### Collected data

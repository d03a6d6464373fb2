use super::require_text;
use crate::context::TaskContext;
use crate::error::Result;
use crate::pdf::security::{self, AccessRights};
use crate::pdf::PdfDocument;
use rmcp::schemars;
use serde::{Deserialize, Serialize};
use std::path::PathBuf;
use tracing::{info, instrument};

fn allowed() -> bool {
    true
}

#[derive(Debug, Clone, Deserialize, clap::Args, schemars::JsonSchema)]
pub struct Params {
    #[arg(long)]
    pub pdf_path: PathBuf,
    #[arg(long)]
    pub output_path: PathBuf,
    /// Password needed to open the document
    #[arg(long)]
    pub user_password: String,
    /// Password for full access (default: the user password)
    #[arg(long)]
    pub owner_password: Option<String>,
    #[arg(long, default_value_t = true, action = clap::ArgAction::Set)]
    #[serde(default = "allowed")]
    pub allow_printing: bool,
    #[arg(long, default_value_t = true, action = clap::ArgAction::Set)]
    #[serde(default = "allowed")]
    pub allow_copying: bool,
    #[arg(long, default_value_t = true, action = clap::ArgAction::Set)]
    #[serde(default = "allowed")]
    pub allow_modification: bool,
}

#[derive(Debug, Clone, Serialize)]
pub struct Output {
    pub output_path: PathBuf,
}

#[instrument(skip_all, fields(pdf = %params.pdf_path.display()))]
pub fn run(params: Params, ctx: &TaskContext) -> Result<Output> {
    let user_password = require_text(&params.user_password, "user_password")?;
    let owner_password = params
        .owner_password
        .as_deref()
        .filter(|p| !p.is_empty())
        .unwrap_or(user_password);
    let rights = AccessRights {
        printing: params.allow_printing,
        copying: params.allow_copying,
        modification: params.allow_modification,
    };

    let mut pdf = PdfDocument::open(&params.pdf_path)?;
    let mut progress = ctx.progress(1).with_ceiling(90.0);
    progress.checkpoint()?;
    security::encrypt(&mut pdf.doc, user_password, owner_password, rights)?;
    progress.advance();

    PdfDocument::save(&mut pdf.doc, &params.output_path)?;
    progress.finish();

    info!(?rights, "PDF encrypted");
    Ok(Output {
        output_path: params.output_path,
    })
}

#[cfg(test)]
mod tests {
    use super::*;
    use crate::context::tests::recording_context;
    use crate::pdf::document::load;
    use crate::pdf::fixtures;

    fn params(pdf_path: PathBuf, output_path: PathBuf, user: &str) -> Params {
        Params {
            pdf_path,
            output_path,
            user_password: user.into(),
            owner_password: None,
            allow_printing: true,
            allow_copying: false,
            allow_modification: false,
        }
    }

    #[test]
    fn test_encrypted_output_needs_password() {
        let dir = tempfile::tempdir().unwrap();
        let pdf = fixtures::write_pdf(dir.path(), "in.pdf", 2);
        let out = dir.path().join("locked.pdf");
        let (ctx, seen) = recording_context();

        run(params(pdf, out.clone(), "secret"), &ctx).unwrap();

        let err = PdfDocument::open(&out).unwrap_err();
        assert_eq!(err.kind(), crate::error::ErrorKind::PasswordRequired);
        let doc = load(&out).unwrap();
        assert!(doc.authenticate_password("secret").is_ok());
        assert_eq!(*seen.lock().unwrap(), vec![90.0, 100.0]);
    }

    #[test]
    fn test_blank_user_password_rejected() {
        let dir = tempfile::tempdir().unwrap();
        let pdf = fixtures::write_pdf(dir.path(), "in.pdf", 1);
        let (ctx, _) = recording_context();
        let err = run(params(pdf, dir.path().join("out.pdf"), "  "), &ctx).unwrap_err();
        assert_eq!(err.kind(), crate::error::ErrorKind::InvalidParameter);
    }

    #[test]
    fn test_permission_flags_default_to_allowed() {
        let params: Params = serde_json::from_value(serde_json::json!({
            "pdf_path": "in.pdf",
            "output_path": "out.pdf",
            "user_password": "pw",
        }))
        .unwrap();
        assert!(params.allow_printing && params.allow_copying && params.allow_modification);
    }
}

### Task prompt
Please be sure to repeat every entry exactly.

### Result of the task
repository d03a6d6464373fb2
use super::require_text;
use crate::context::TaskContext;
use crate::error::Result;
use crate::pdf::security::{self, AccessRights};
use crate::pdf::PdfDocument;
use rmcp::schemars;
use serde::{Deserialize, Serialize};
use std::path::PathBuf;
use tracing::{info, instrument};

fn allowed() -> bool {
    true
}

#[derive(Debug, Clone, Deserialize, clap::Args, schemars::JsonSchema)]
pub struct Params {
    #[arg(long)]
    pub pdf_path: PathBuf,
    #[arg(long)]
    pub output_path: PathBuf,
    /// Password needed to open the document
    #[arg(long)]
    pub user_password: String,
    /// Password for full access (default: the user password)
    #[arg(long)]
    pub owner_password: Option<String>,
    #[arg(long, default_value_t = true, action = clap::ArgAction::Set)]
    #[serde(default = "allowed")]
    pub allow_printing: bool,
    #[arg(long, default_value_t = true, action = clap::ArgAction::Set)]
    #[serde(default = "allowed")]
    pub allow_copying: bool,
    #[arg(long, default_value_t = true, action = clap::ArgAction::Set)]
    #[serde(default = "allowed")]
    pub allow_modification: bool,
}

#[derive(Debug, Clone, Serialize)]
pub struct Output {
    pub output_path: PathBuf,
}

#[instrument(skip_all, fields(pdf = %params.pdf_path.display()))]
pub fn run(params: Params, ctx: &TaskContext) -> Result<Output> {
    let user_password = require_text(&params.user_password, "user_password")?;
    let owner_password = params
        .owner_password
        .as_deref()
        .filter(|p| !p.is_empty())
        .unwrap_or(user_password);
    let rights = AccessRights {
        printing: params.allow_printing,
        copying: params.allow_copying,
        modification: params.allow_modification,
    };

    let mut pdf = PdfDocument::open(&params.pdf_path)?;
    let mut progress = ctx.progress(1).with_ceiling(90.0);
    progress.checkpoint()?;
    security::encrypt(&mut pdf.doc, user_password, owner_password, rights)?;
    progress.advance();

    PdfDocument::save(&mut pdf.doc, &params.output_path)?;
    progress.finish();

    info!(?rights, "PDF encrypted");
    Ok(Output {
        output_path: params.output_path,
    })
}

#[cfg(test)]
mod tests {
    use super::*;
    use crate::context::tests::recording_context;
    use crate::pdf::document::load;
    use crate::pdf::fixtures;

    fn params(pdf_path: PathBuf, output_path: PathBuf, user: &str) -> Params {
        Params {
            pdf_path,
            output_path,
            user_password: user.into(),
            owner_password: None,
            allow_printing: true,
            allow_copying: false,
            allow_modification: false,
        }
    }

    #[test]
    fn test_encrypted_output_needs_password() {
        let dir = tempfile::tempdir().unwrap();
        let pdf = fixtures::write_pdf(dir.path(), "in.pdf", 2);
        let out = dir.path().join("locked.pdf");
        let (ctx, seen) = recording_context();

        run(params(pdf, out.clone(), "secret"), &ctx).unwrap();

        let err = PdfDocument::open(&out).unwrap_err();
        assert_eq!(err.kind(), crate::error::ErrorKind::PasswordRequired);
        let doc = load(&out).unwrap();
        assert!(doc.authenticate_password("secret").is_ok());
        assert_eq!(*seen.lock().unwrap(), vec![90.0, 100.0]);
    }

    #[test]
    fn test_blank_user_password_rejected() {
        let dir = tempfile::tempdir().unwrap();
        let pdf = fixtures::write_pdf(dir.path(), "in.pdf", 1);
        let (ctx, _) = recording_context();
        let err = run(params(pdf, dir.path().join("out.pdf"), "  "), &ctx).unwrap_err();
        assert_eq!(err.kind(), crate::error::ErrorKind::InvalidParameter);
    }

    #[test]
    fn test_permission_flags_default_to_allowed() {
        let params: Params = serde_json::from_value(serde_json::json!({
            "pdf_path": "in.pdf",
            "output_path": "out.pdf",
            "user_password": "pw",
        }))
        .unwrap();
        assert!(params.allow_printing && params.allow_copying && params.allow_modification);
    }
}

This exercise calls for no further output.